In our first paper, Leroy Joseph and associates examined whether an increase in dietary saturated fat could lead to abnormalities of calcium homeostasis and heart rhythm, by an NADPH oxidase 2, NOX2-dependent mechanism.

In mice on high fat diets, they found that saturated fat activates NOX, whereas polyunsaturated fat does not. The high saturated fat diet increased repolarization heterogeneity in ventricular tachycardia, VT inducibility in perfused hearts. Pharmacologic inhibition or genetic deletion of NOX2 prevented arrhythmogenic abnormalities in vivo during high saturated fat diet and resulted in less inducible VT. On the other hand, high saturated fat diet activates calcium calmodulin dependent protein kinase in the heart, which contributes to abnormal calcium handling, promoting arrhythmia. This work suggests that a molecular mechanism links cardiac metabolism to arrhythmia and it suggest that NOX2 inhibitors could be a novel therapy for heart rhythm abnormalities caused by cardiac lipid overload.

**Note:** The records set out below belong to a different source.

//! Logger initialization.
//!
//! This module provides functions to initialize the logger with custom formatting.

use std::io::Write;

use colored::*;
use log::LevelFilter;

use crate::config::LogFormat;
use crate::error_handling::InitializationError;

/// Initializes the logger with the specified level and format.
///
/// Configures `env_logger` with custom formatting. Supports both plain text
/// (with colors and emojis) and JSON formats for structured logging.
///
/// The logger reads from the `RUST_LOG` environment variable by default, but
/// the provided `level` parameter will override it. This allows developers to
/// use `RUST_LOG=debug` for quick debugging while still supporting explicit
/// CLI control via `--log-level`.
///
/// # Arguments
///
/// * `level` - Minimum log level to display (overrides `RUST_LOG` if set)
/// * `format` - Log format (Plain or Json)
///
/// # Errors
///
/// Returns `InitializationError::LoggerError` if logger initialization fails.
pub fn init_logger_with(level: LevelFilter, format: LogFormat) -> Result<(), InitializationError> {
    colored::control::set_override(true);

    // Read from RUST_LOG environment variable first, then override with CLI arg
    let mut builder = env_logger::Builder::from_default_env();

    builder.filter_level(level);
    builder.filter_module("fabric_status", level);

    match format {
        LogFormat::Json => {
            builder.format(|buf, record| {
                writeln!(
                    buf,
                    "{{\"ts\":{},\"level\":\"{}\",\"target\":\"{}\",\"msg\":{}}}",
                    chrono::Utc::now().timestamp_millis(),
                    record.level(),
                    record.target(),
                    serde_json::to_string(&record.args().to_string())
                        .unwrap_or_else(|_| "\"\"".into())
                )
            });
        }
        LogFormat::Plain => {
            builder.format(|buf, record| {
                let level = record.level();
                let colored_level = match level {
                    log::Level::Error => level.to_string().red(),
                    log::Level::Warn => level.to_string().yellow(),
                    log::Level::Info => level.to_string().green(),
                    log::Level::Debug => level.to_string().blue(),
                    log::Level::Trace => level.to_string().purple(),
                };

                let emoji = match level {
                    log::Level::Error => "❌",
                    log::Level::Warn => "⚠️",
                    log::Level::Info => "✔️",
                    log::Level::Debug => "🔍",
                    log::Level::Trace => "🔬",
                };

                writeln!(
                    buf,
                    "{} {} [{}] {}",
                    emoji,
                    record.target().cyan(),
                    colored_level,
                    record.args()
                )
            });
        }
    }

    // Use try_init() instead of init() to avoid panicking if logger is already
    // initialized. This is important for tests where the logger may be
    // initialized multiple times.
    builder
        .try_init()
        .map_err(|e| InitializationError::LoggerError(e.to_string()))?;

    Ok(())
}

#[cfg(test)]
mod tests {
    use super::*;

    #[test]
    fn test_init_logger_plain_format() {
        // env_logger can only be initialized once per process
        let _ = env_logger::try_init();

        // This may fail if the logger was already initialized, which is
        // acceptable; the important thing is that the function doesn't panic
        let result = init_logger_with(LevelFilter::Info, LogFormat::Plain);
        assert!(result.is_ok() || result.is_err());
    }

    #[test]
    fn test_init_logger_json_format() {
        let _ = env_logger::try_init();

        let result = init_logger_with(LevelFilter::Info, LogFormat::Json);
        assert!(result.is_ok() || result.is_err());
    }

    #[test]
    fn test_init_logger_all_levels() {
        let _ = env_logger::try_init();

        for level in [
            LevelFilter::Error,
            LevelFilter::Warn,
            LevelFilter::Info,
            LevelFilter::Debug,
            LevelFilter::Trace,
        ] {
            let result = init_logger_with(level, LogFormat::Plain);
            assert!(
                result.is_ok() || result.is_err(),
                "Level {:?} should not panic",
                level
            );
        }
    }
}
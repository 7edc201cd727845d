//! Enclosure / blade inventory.
//!
//! Optional CSV supplying embedded-server HBA WWNs and enclosure/bay
//! colocation groups:
//!
//! ```text
//! enclosure,bay,kind,port_wwn
//! ENC-FRAME-01,3,blade,10:00:9c:dc:71:aa:bb:cc
//! ```
//!
//! `kind` is `blade`, `synergy` or `vc`. The classifier resolves
//! SRV_BLADE / SRV_SYNERGY membership against this inventory, and the
//! pairing resolver uses enclosure groups as its zero-device colocation
//! fallback.

use std::collections::HashMap;
use std::path::Path;

use serde::Deserialize;

use crate::error_handling::InitializationError;

/// Kind of enclosure a WWN is embedded in.
#[derive(Debug, Clone, Copy, PartialEq, Eq, Deserialize)]
#[serde(rename_all = "lowercase")]
pub enum EnclosureKind {
    /// Classic blade enclosure.
    Blade,
    /// Composable (Synergy-style) frame.
    Synergy,
    /// Virtual Connect interconnect module.
    Vc,
}

/// One enclosure inventory entry.
#[derive(Debug, Clone, Deserialize)]
pub struct EnclosureEntry {
    /// Enclosure identifier.
    pub enclosure: String,
    /// Bay number within the enclosure.
    pub bay: u32,
    /// Enclosure kind.
    pub kind: EnclosureKind,
    /// Embedded port WWN.
    pub port_wwn: String,
}

/// The loaded inventory, indexed by lowercase port WWN.
#[derive(Debug, Default)]
pub struct EnclosureInventory {
    by_wwn: HashMap<String, EnclosureEntry>,
}

impl EnclosureInventory {
    /// Loads the inventory from a CSV file. An explicitly configured but
    /// unreadable file is a fatal configuration error.
    pub fn load(path: &Path) -> Result<EnclosureInventory, InitializationError> {
        let mut reader = csv::Reader::from_path(path).map_err(|e| {
            InitializationError::EnclosureInventoryError(format!("{}: {}", path.display(), e))
        })?;
        let mut inventory = EnclosureInventory::default();
        for row in reader.deserialize() {
            let entry: EnclosureEntry = row.map_err(|e| {
                InitializationError::EnclosureInventoryError(format!("{}: {}", path.display(), e))
            })?;
            inventory
                .by_wwn
                .insert(entry.port_wwn.to_ascii_lowercase(), entry);
        }
        Ok(inventory)
    }

    /// Looks up the enclosure entry embedding a port WWN.
    pub fn lookup(&self, port_wwn: &str) -> Option<&EnclosureEntry> {
        self.by_wwn.get(&port_wwn.to_ascii_lowercase())
    }

    /// Enclosure/bay colocation group of a WWN, when embedded.
    pub fn colocation_group(&self, port_wwn: &str) -> Option<String> {
        self.lookup(port_wwn)
            .map(|e| format!("{}/{}", e.enclosure, e.bay))
    }

    /// Number of inventory entries.
    pub fn len(&self) -> usize {
        self.by_wwn.len()
    }

    /// True when no inventory was loaded.
    pub fn is_empty(&self) -> bool {
        self.by_wwn.is_empty()
    }
}
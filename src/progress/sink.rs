//! # Progress sink trait.
//!
//! `ProgressSink` is the extension point for observing a run as it
//! completes tasks. Sinks are invoked **inline** by the executor's
//! completion loop, once per completed task, in completion order.
//!
//! ## Contract
//! - Invocations are serialized; a sink never sees two reports at once.
//! - The executor does not retry, buffer, or shield itself from a sink:
//!   a slow sink delays the next admission, and a panicking sink unwinds
//!   through the run. Keep sinks quick and infallible.
//! - After a fail-fast abort, no further reports are emitted, not even
//!   for the failing task itself.

use async_trait::async_trait;

use crate::progress::report::ProgressReport;

/// Contract for run-progress observers.
///
/// Called from the executor's completion loop. Implementations should
/// avoid blocking the async runtime (prefer async I/O and cooperative
/// waits).
#[async_trait]
pub trait ProgressSink: Send + Sync + 'static {
    /// Handles one progress report.
    async fn on_progress(&self, report: &ProgressReport);

    /// Human-readable name (for logs/metrics).
    fn name(&self) -> &'static str {
        std::any::type_name::<Self>()
    }
}
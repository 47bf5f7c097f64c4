//! # Run bookkeeping.
//!
//! [`RunState`] is the single owned value behind one run: the FIFO pending
//! queue, the active/done counters, the fixed-length result slots, and the
//! abort flag. It is only ever touched from the executor's completion loop,
//! so no lock guards it: `join_next()` serializes every mutation.
//!
//! ## Invariants
//! - `active` never exceeds the concurrency ceiling ([`RunState::next_admission`]
//!   refuses while at the ceiling).
//! - Each result slot is written exactly once, by the task whose index it is.
//! - Once `aborted` is set, no further task is admitted.

use std::collections::VecDeque;

use crate::results::Settled;
use crate::tasks::Task;

/// Mutable state of one run.
pub(crate) struct RunState<I, T> {
    pending: VecDeque<Task<I>>,
    results: Vec<Option<Settled<T>>>,
    active: usize,
    done: usize,
    aborted: bool,
}

impl<I, T> RunState<I, T> {
    /// Creates the state for a run over `pending` tasks (already in input
    /// order), with one result slot per task.
    pub(crate) fn new(pending: VecDeque<Task<I>>) -> Self {
        let total = pending.len();
        Self {
            pending,
            results: std::iter::repeat_with(|| None).take(total).collect(),
            active: 0,
            done: 0,
            aborted: false,
        }
    }

    /// Pops the next task to start, if admission allows.
    ///
    /// Admits while `active < limit` and the run is not aborted; the caller
    /// must actually start the returned task, since `active` is already
    /// incremented for it.
    pub(crate) fn next_admission(&mut self, limit: usize) -> Option<Task<I>> {
        if self.aborted || self.active >= limit {
            return None;
        }
        let task = self.pending.pop_front()?;
        self.active += 1;
        Some(task)
    }

    /// Records one task's outcome at its slot.
    pub(crate) fn record(&mut self, index: usize, outcome: Settled<T>) {
        debug_assert!(self.results[index].is_none(), "slot {index} written twice");
        debug_assert!(self.active > 0);

        self.results[index] = Some(outcome);
        self.done += 1;
        self.active -= 1;
    }

    /// Marks the run aborted; no further admissions will be granted.
    pub(crate) fn abort(&mut self) {
        self.aborted = true;
    }

    /// Number of tasks whose outcome has been recorded.
    pub(crate) fn done(&self) -> usize {
        self.done
    }

    /// Total number of tasks in the run.
    pub(crate) fn total(&self) -> usize {
        self.results.len()
    }

    /// True once nothing is running and nothing is queued.
    pub(crate) fn is_complete(&self) -> bool {
        self.active == 0 && self.pending.is_empty()
    }

    /// Consumes the state, yielding the results in input order.
    ///
    /// Returns `None` if any slot was never written; the caller treats
    /// that as an internal invariant violation.
    pub(crate) fn into_results(self) -> Option<Vec<Settled<T>>> {
        self.results.into_iter().collect()
    }
}

#[cfg(test)]
mod tests {
    use super::*;
    use crate::error::TaskError;

    fn state_over(values: &[&'static str]) -> RunState<&'static str, String> {
        let pending = values
            .iter()
            .enumerate()
            .map(|(index, value)| Task::new(*value, index))
            .collect();
        RunState::new(pending)
    }

    #[test]
    fn test_admission_respects_ceiling() {
        let mut state = state_over(&["a", "b", "c"]);

        assert!(state.next_admission(2).is_some());
        assert!(state.next_admission(2).is_some());
        // At the ceiling: third task stays queued.
        assert!(state.next_admission(2).is_none());
    }

    #[test]
    fn test_admission_is_fifo() {
        let mut state = state_over(&["a", "b", "c"]);

        let first = state.next_admission(3).unwrap().into_parts();
        let second = state.next_admission(3).unwrap().into_parts();
        let third = state.next_admission(3).unwrap().into_parts();
        assert_eq!(first, ("a", 0));
        assert_eq!(second, ("b", 1));
        assert_eq!(third, ("c", 2));
    }

    #[test]
    fn test_record_frees_a_slot_for_admission() {
        let mut state = state_over(&["a", "b", "c"]);
        let task = state.next_admission(1).unwrap();
        assert!(state.next_admission(1).is_none());

        let (_, index) = task.into_parts();
        state.record(index, Settled::Fulfilled("done".into()));
        assert_eq!(state.done(), 1);

        let next = state.next_admission(1).unwrap();
        assert_eq!(next.into_parts().1, 1);
    }

    #[test]
    fn test_abort_blocks_admission() {
        let mut state = state_over(&["a", "b", "c"]);
        state.next_admission(2).unwrap();
        state.abort();
        assert!(state.next_admission(2).is_none());
    }

    #[test]
    fn test_results_keep_input_order() {
        let mut state = state_over(&["a", "b"]);
        state.next_admission(2).unwrap();
        state.next_admission(2).unwrap();

        // Completion order reversed relative to input order.
        state.record(1, Settled::Fulfilled("result-of-b".into()));
        state.record(0, Settled::Rejected(TaskError::fail("error-a")));
        assert!(state.is_complete());

        let results = state.into_results().unwrap();
        assert_eq!(results[0], Settled::Rejected(TaskError::fail("error-a")));
        assert_eq!(results[1], Settled::Fulfilled("result-of-b".to_string()));
    }

    #[test]
    fn test_unfilled_slot_detected() {
        let mut state = state_over(&["a", "b"]);
        state.next_admission(2).unwrap();
        state.next_admission(2).unwrap();
        state.record(0, Settled::Fulfilled("x".into()));

        assert!(state.into_results().is_none());
    }

    #[test]
    fn test_empty_run_is_complete_immediately() {
        let state: RunState<&str, String> = state_over(&[]);
        assert!(state.is_complete());
        assert_eq!(state.total(), 0);
        assert_eq!(state.into_results().unwrap(), Vec::new());
    }
}
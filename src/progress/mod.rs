//! # Progress reporting.
//!
//! This module groups the progress **data model** and the **sink** trait the
//! executor notifies after each task completion:
//! - [`ProgressReport`] completion counters and percentage
//! - [`ProgressSink`] extension point for observing run progress
//! - [`LogProgress`] stdout sink for demos (feature `logging`)

mod report;
mod sink;

pub use report::ProgressReport;
pub use sink::ProgressSink;

#[cfg(feature = "logging")]
mod log;
#[cfg(feature = "logging")]
pub use log::LogProgress;
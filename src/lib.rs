//! # taskcap
//!
//! **Taskcap** is a bounded-concurrency task executor for Rust.
//!
//! Given an ordered collection of inputs and an async transform, it runs
//! the transform over every input while never exceeding a caller-supplied
//! concurrency ceiling, collects outcomes into a result vector aligned to
//! input order, reports progress after each completion, and optionally
//! aborts the whole run on the first failure (fail-fast).
//!
//! ## Architecture
//! ### Overview
//! ```text
//!     inputs[0]      inputs[1]      ...      inputs[n-1]
//!         │              │                       │
//!         ▼              ▼                       ▼
//! ┌───────────────────────────────────────────────────────────────┐
//! │  Executor                                                     │
//! │  - pending queue (FIFO, one Task per input, in input order)   │
//! │  - admission: start while active < max_concurrent             │
//! │  - aggregation: join_next() serializes all bookkeeping        │
//! └──────┬──────────────────┬──────────────────┬──────────────────┘
//!        ▼                  ▼                  ▼
//!   ┌──────────┐      ┌──────────┐       ┌──────────┐
//!   │ transform│      │ transform│  ...  │ transform│   (≤ ceiling)
//!   │  .apply  │      │  .apply  │       │  .apply  │
//!   └────┬─────┘      └────┬─────┘       └────┬─────┘
//!        │ (index, outcome)│                  │
//!        └────────────┬────┴──────────────────┘
//!                     ▼
//!          completion loop (one at a time):
//!            results[index] = outcome        (input-order slot)
//!            ProgressSink::on_progress(...)  (completion order)
//!            admit next queued task
//!                     │
//!                     ▼
//!        Ok(results) once drained │ Err(first failure) on fail-fast
//! ```
//!
//! ### Lifecycle
//! ```text
//! Idle ──► Running ──► Settled(AllDone)   = Ok(Vec<Settled<T>> | Vec<T>)
//!                 └──► Settled(Aborted)   = Err(RunError::TaskFailed)
//!
//! Both settled states are terminal and exclusive: a run settles exactly
//! once. On abort, queued tasks never start; in-flight tasks get their
//! CancellationToken cancelled and finish detached, with no further
//! observable effect.
//! ```
//!
//! ## Features
//! | Area            | Description                                                      | Key types / traits                    |
//! |-----------------|------------------------------------------------------------------|---------------------------------------|
//! | **Execution**   | Bounded-concurrency runs with order-preserving results.          | [`Executor`], [`RunConfig`]           |
//! | **Transforms**  | Define the per-input operation as a trait impl or a closure.     | [`Transform`], [`TransformFn`]        |
//! | **Outcomes**    | Tagged per-task results for settle-all runs.                     | [`Settled`]                           |
//! | **Progress**    | Observe completion counts and percentage per completed task.     | [`ProgressSink`], [`ProgressReport`]  |
//! | **Errors**      | Typed errors for the run boundary and task execution.            | [`RunError`], [`TaskError`]           |
//!
//! ## Optional features
//! - `logging`: exports a simple built-in [`LogProgress`] sink _(demo/reference only)_.
//!
//! ## Example
//! ```rust
//! use tokio_util::sync::CancellationToken;
//! use taskcap::{Executor, RunConfig, Settled, TaskError, TransformFn, TransformRef};
//!
//! #[tokio::main(flavor = "current_thread")]
//! async fn main() -> Result<(), Box<dyn std::error::Error>> {
//!     let fetch: TransformRef<&'static str, String> =
//!         TransformFn::arc(|host: &'static str, _ctx: CancellationToken| async move {
//!             if host.is_empty() {
//!                 return Err(TaskError::fail("empty host"));
//!             }
//!             Ok(format!("pinged {host}"))
//!         });
//!
//!     let exec = Executor::new(RunConfig::new(2));
//!     let results = exec
//!         .run_settled(vec!["alpha", "", "gamma"], fetch)
//!         .await?;
//!
//!     assert_eq!(results[0], Settled::Fulfilled("pinged alpha".to_string()));
//!     assert!(results[1].is_rejected());
//!     assert_eq!(results[2], Settled::Fulfilled("pinged gamma".to_string()));
//!     Ok(())
//! }
//! ```

mod config;
mod core;
mod error;
mod progress;
mod results;
mod tasks;

// ---- Public re-exports ----

pub use crate::config::RunConfig;
pub use crate::core::{Executor, ExecutorBuilder};
pub use crate::error::{RunError, TaskError};
pub use crate::progress::{ProgressReport, ProgressSink};
pub use crate::results::Settled;
pub use crate::tasks::{Transform, TransformFn, TransformRef};

// Optional: expose a simple built-in progress logger (demo/reference).
// Enable with: `--features logging`
#[cfg(feature = "logging")]
pub use crate::progress::LogProgress;
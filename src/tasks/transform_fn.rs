//! # Closure-backed transform (`TransformFn`)
//!
//! [`TransformFn`] wraps a closure `F: Fn(I, CancellationToken) -> Fut`,
//! producing a fresh future per invocation. Each call owns its own state;
//! if calls need shared state, put an `Arc<...>` inside the closure
//! explicitly.
//!
//! ## Example
//! ```rust
//! use tokio_util::sync::CancellationToken;
//! use taskcap::{TransformFn, TransformRef, TaskError};
//!
//! let double: TransformRef<u32, u32> =
//!     TransformFn::arc(|n: u32, _ctx: CancellationToken| async move {
//!         Ok::<_, TaskError>(n * 2)
//!     });
//! ```

use std::future::Future;
use std::sync::Arc;

use async_trait::async_trait;
use tokio_util::sync::CancellationToken;

use crate::error::TaskError;
use crate::tasks::transform::Transform;

/// Closure-backed transform implementation.
///
/// Wraps a closure that *creates* a new future per input.
#[derive(Debug)]
pub struct TransformFn<F> {
    f: F,
}

impl<F> TransformFn<F> {
    /// Creates a new closure-backed transform.
    ///
    /// Prefer [`TransformFn::arc`] when you immediately need a
    /// [`TransformRef`](crate::TransformRef).
    pub fn new(f: F) -> Self {
        Self { f }
    }

    /// Creates the transform and returns it as a shared handle.
    pub fn arc(f: F) -> Arc<Self> {
        Arc::new(Self::new(f))
    }
}

#[async_trait]
impl<I, T, F, Fut> Transform<I> for TransformFn<F>
where
    I: Send + 'static,
    T: Send + 'static,
    F: Fn(I, CancellationToken) -> Fut + Send + Sync + 'static, // Fn, not FnMut
    Fut: Future<Output = Result<T, TaskError>> + Send + 'static,
{
    type Output = T;

    async fn apply(&self, input: I, ctx: CancellationToken) -> Result<T, TaskError> {
        (self.f)(input, ctx).await
    }
}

In our next paper, Misha Regouski and associates examined whether the relationship between endurance exercise and atrial fibrillation, or AF, is dependent on atrial myopathy. They examined six cardiac specific TGFβ1 transgenic and six wild type goats. Pacemakers were implanted in all animals for continuous arrhythmia monitoring and AF inducibility. AF inducibility was evaluated using five separate ten second bursts of atrial pacing. At baseline sustained AF greater than 30 seconds was induced with 10 seconds of atrial pacing in 4 out of 6 transgenic goats, compared to zero out of six wild type controls, P less than 0.05. No spontaneous AF was observed at baseline, three months of progressive endurance exercise up to 90 minutes at 4.5 miles per hour was performed. The authors observed that between two to three months of exercise, three out of six transgenic animals developed self-terminating spontaneous atrial fibrillation compared to zero out of six wild type animals, (P less than 0.05). There was an increase in AF inducibility in both transgenic and wild type animals during the first two months of exercise with partial normalization at three months.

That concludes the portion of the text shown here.